Dr Koruncev said the hospital was very busy and overcrowded at the time, with over 50 patients, and he had a lot of other duties.
He told the coroner that he would have called Dr Khamis if he had known he was responsible for Ms Kelly, but noted the hospital had “no clear communications strategy”.
The radiologist said he had presumed the results, which had recommended that Ms Kelly be reviewed by a consultant neurologist, had been read by one of the medical team looking after the patient.

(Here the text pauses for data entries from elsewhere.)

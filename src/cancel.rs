use std::sync::{
    atomic::{AtomicBool, Ordering},
    Arc,
};

use tokio::sync::Notify;

#[derive(Debug, Default)]
struct Inner {
    cancelled: AtomicBool,
    notify: Notify,
}

/// Shared cancellation flag for one retry sequence.
///
/// Clones observe the same flag. Once set it stays set.
#[derive(Clone, Debug, Default)]
pub struct CancelFlag {
    inner: Arc<Inner>,
}

impl CancelFlag {
    pub fn new() -> Self {
        Self::default()
    }

    pub fn cancel(&self) {
        if !self.inner.cancelled.swap(true, Ordering::SeqCst) {
            self.inner.notify.notify_waiters();
        }
    }

    pub fn is_cancelled(&self) -> bool {
        self.inner.cancelled.load(Ordering::SeqCst)
    }

    /// Resolves once [`CancelFlag::cancel`] has been called.
    pub async fn cancelled(&self) {
        loop {
            let notified = self.inner.notify.notified();
            if self.is_cancelled() {
                return;
            }
            notified.await;
        }
    }
}

#[cfg(test)]
mod tests {
    use std::time::Duration;

    use super::CancelFlag;

    #[test]
    fn clones_share_state() {
        let flag = CancelFlag::new();
        let other = flag.clone();
        assert!(!other.is_cancelled());
        flag.cancel();
        assert!(other.is_cancelled());
    }

    #[tokio::test]
    async fn cancelled_wakes_pending_waiter() {
        let flag = CancelFlag::new();
        let waiter = {
            let flag = flag.clone();
            tokio::spawn(async move { flag.cancelled().await })
        };
        tokio::time::sleep(Duration::from_millis(10)).await;
        flag.cancel();
        tokio::time::timeout(Duration::from_secs(1), waiter)
            .await
            .expect("waiter must wake")
            .expect("waiter must not panic");
    }

    #[tokio::test]
    async fn cancelled_returns_immediately_when_already_set() {
        let flag = CancelFlag::new();
        flag.cancel();
        tokio::time::timeout(Duration::from_millis(100), flag.cancelled())
            .await
            .expect("already-cancelled flag must resolve");
    }
}
pub mod category;
pub mod loaders;
pub mod work_item;

pub use category::Category;
pub use loaders::load_work_items;
pub use work_item::{ResultRow, WorkItem, ERROR_LABEL};
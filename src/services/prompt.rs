//! 分类提示词

use crate::models::Category;

/// 系统消息
pub const SYSTEM_MESSAGE: &str =
    "You are an expert in classifying tweets about electric vehicles (EVs).";

/// 构建单条推文的分类提示词
pub fn build_classification_prompt(tweet: &str) -> String {
    let mut prompt = String::from("Classify the following tweet into one of these categories:\n\n");

    for category in Category::PROMPT_ORDER {
        prompt.push_str(&format!(
            "{}: {}: {}\n",
            category.code(),
            category.name(),
            category.description()
        ));
    }

    prompt.push_str(&format!(
        "\nTweet: {}\n\nProvide only the category number (1-8) or '0' for irrelevant.",
        tweet
    ));

    prompt
}
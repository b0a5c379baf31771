//! 停止信号 - 基础设施层
//!
//! Ctrl-C 只会取消令牌，由运行器在两条推文之间或冷却期间自行退出，
//! 保证进度文件中不会出现写了一半的行。

use tokio_util::sync::CancellationToken;
use tracing::{error, warn};

/// 注册 Ctrl-C 监听，返回收到信号时被取消的令牌
pub fn install_ctrl_c_handler() -> CancellationToken {
    let token = CancellationToken::new();
    let trigger = token.clone();

    tokio::spawn(async move {
        match tokio::signal::ctrl_c().await {
            Ok(()) => {
                warn!("⚠️ 收到 Ctrl-C，当前推文处理完后停止");
                trigger.cancel();
            }
            Err(e) => {
                error!("无法监听 Ctrl-C 信号: {}", e);
            }
        }
    });

    token
}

Dr Koruncev admitted he felt personal responsibility and feelings of guilt about what happened, but stressed there was also “a huge failure with the system”.
A consultant neurologist at Beaumont Hospital, Stephen McNally, said Ms Kelly had to be intubated en route from Letterkenny after suffering what is now known to have been a third profound bleed in the brain.
Dr McNally said it was an unusual case as up to 80pc of patients die if they have a second bleed to the brain.
The consultant said it was unknown when Ms Kelly suffered the first bleed but it could have occurred when she first reported severe headaches. It is believed she suffered a second bleed on the morning of November 4, 2019.
He told the coroner, Cróna Gallagher, that he would have recommended the patient’s transfer to Beaumont on the basis of the results of her first CT scan on November 2, 2019.
The inquest heard that approximately one in three patients who suffer a bleed to the brain die, but the possibility of a second bleed could be prevented in up to 90pc of survivors.
However, Dr McNally said patients who suffered a third bleed were effectively “unsalvageable”.
Counsel for LUH, Luán Ó Braonáin SC, acknowledged that there had been shortcomings in the care provided to Ms Kelly by the hospital which had resulted in a “tragic consequence”.
Mr Ó Braonáin said the hospital was introducing improvements for alerting medical staff to critical test results.
He also stated at the outset of the hearing that LUH would not oppose any submission by Ms Kelly’s family seeking a verdict of medical misadventure.
Counsel for the Kelly family, Miriam Reilly, SC, said her clients had been comforted by the hospital’s approach to the inquest.
Ms Reilly said there had been “significant learnings” from Ms Kelly’s death for LUH, including new draft guidelines for how radiologists should alert other medical staff to critical findings from scans. She noted that this is at an advanced stage.
The coroner, Dr Gallagher, acknowledged that under the new draft guidelines, a consultant radiologist would be required to verbally notify the clinician responsible for the patient of a critical finding within 60 minutes of getting the test results.
Returning a verdict of medical misadventure, the coroner said she would endorse the proposed changes being made at the hospital.
In order to prevent future deaths, Dr Gallagher said she would also issue a recommendation for enhanced and ongoing mandatory training for staff involved in electronic and verbal communications of critical test results.
The coroner said she would particularly recommend the formalising of clinical handover procedures during out-of-hours and weekend periods to cover time-sensitive and critical tests.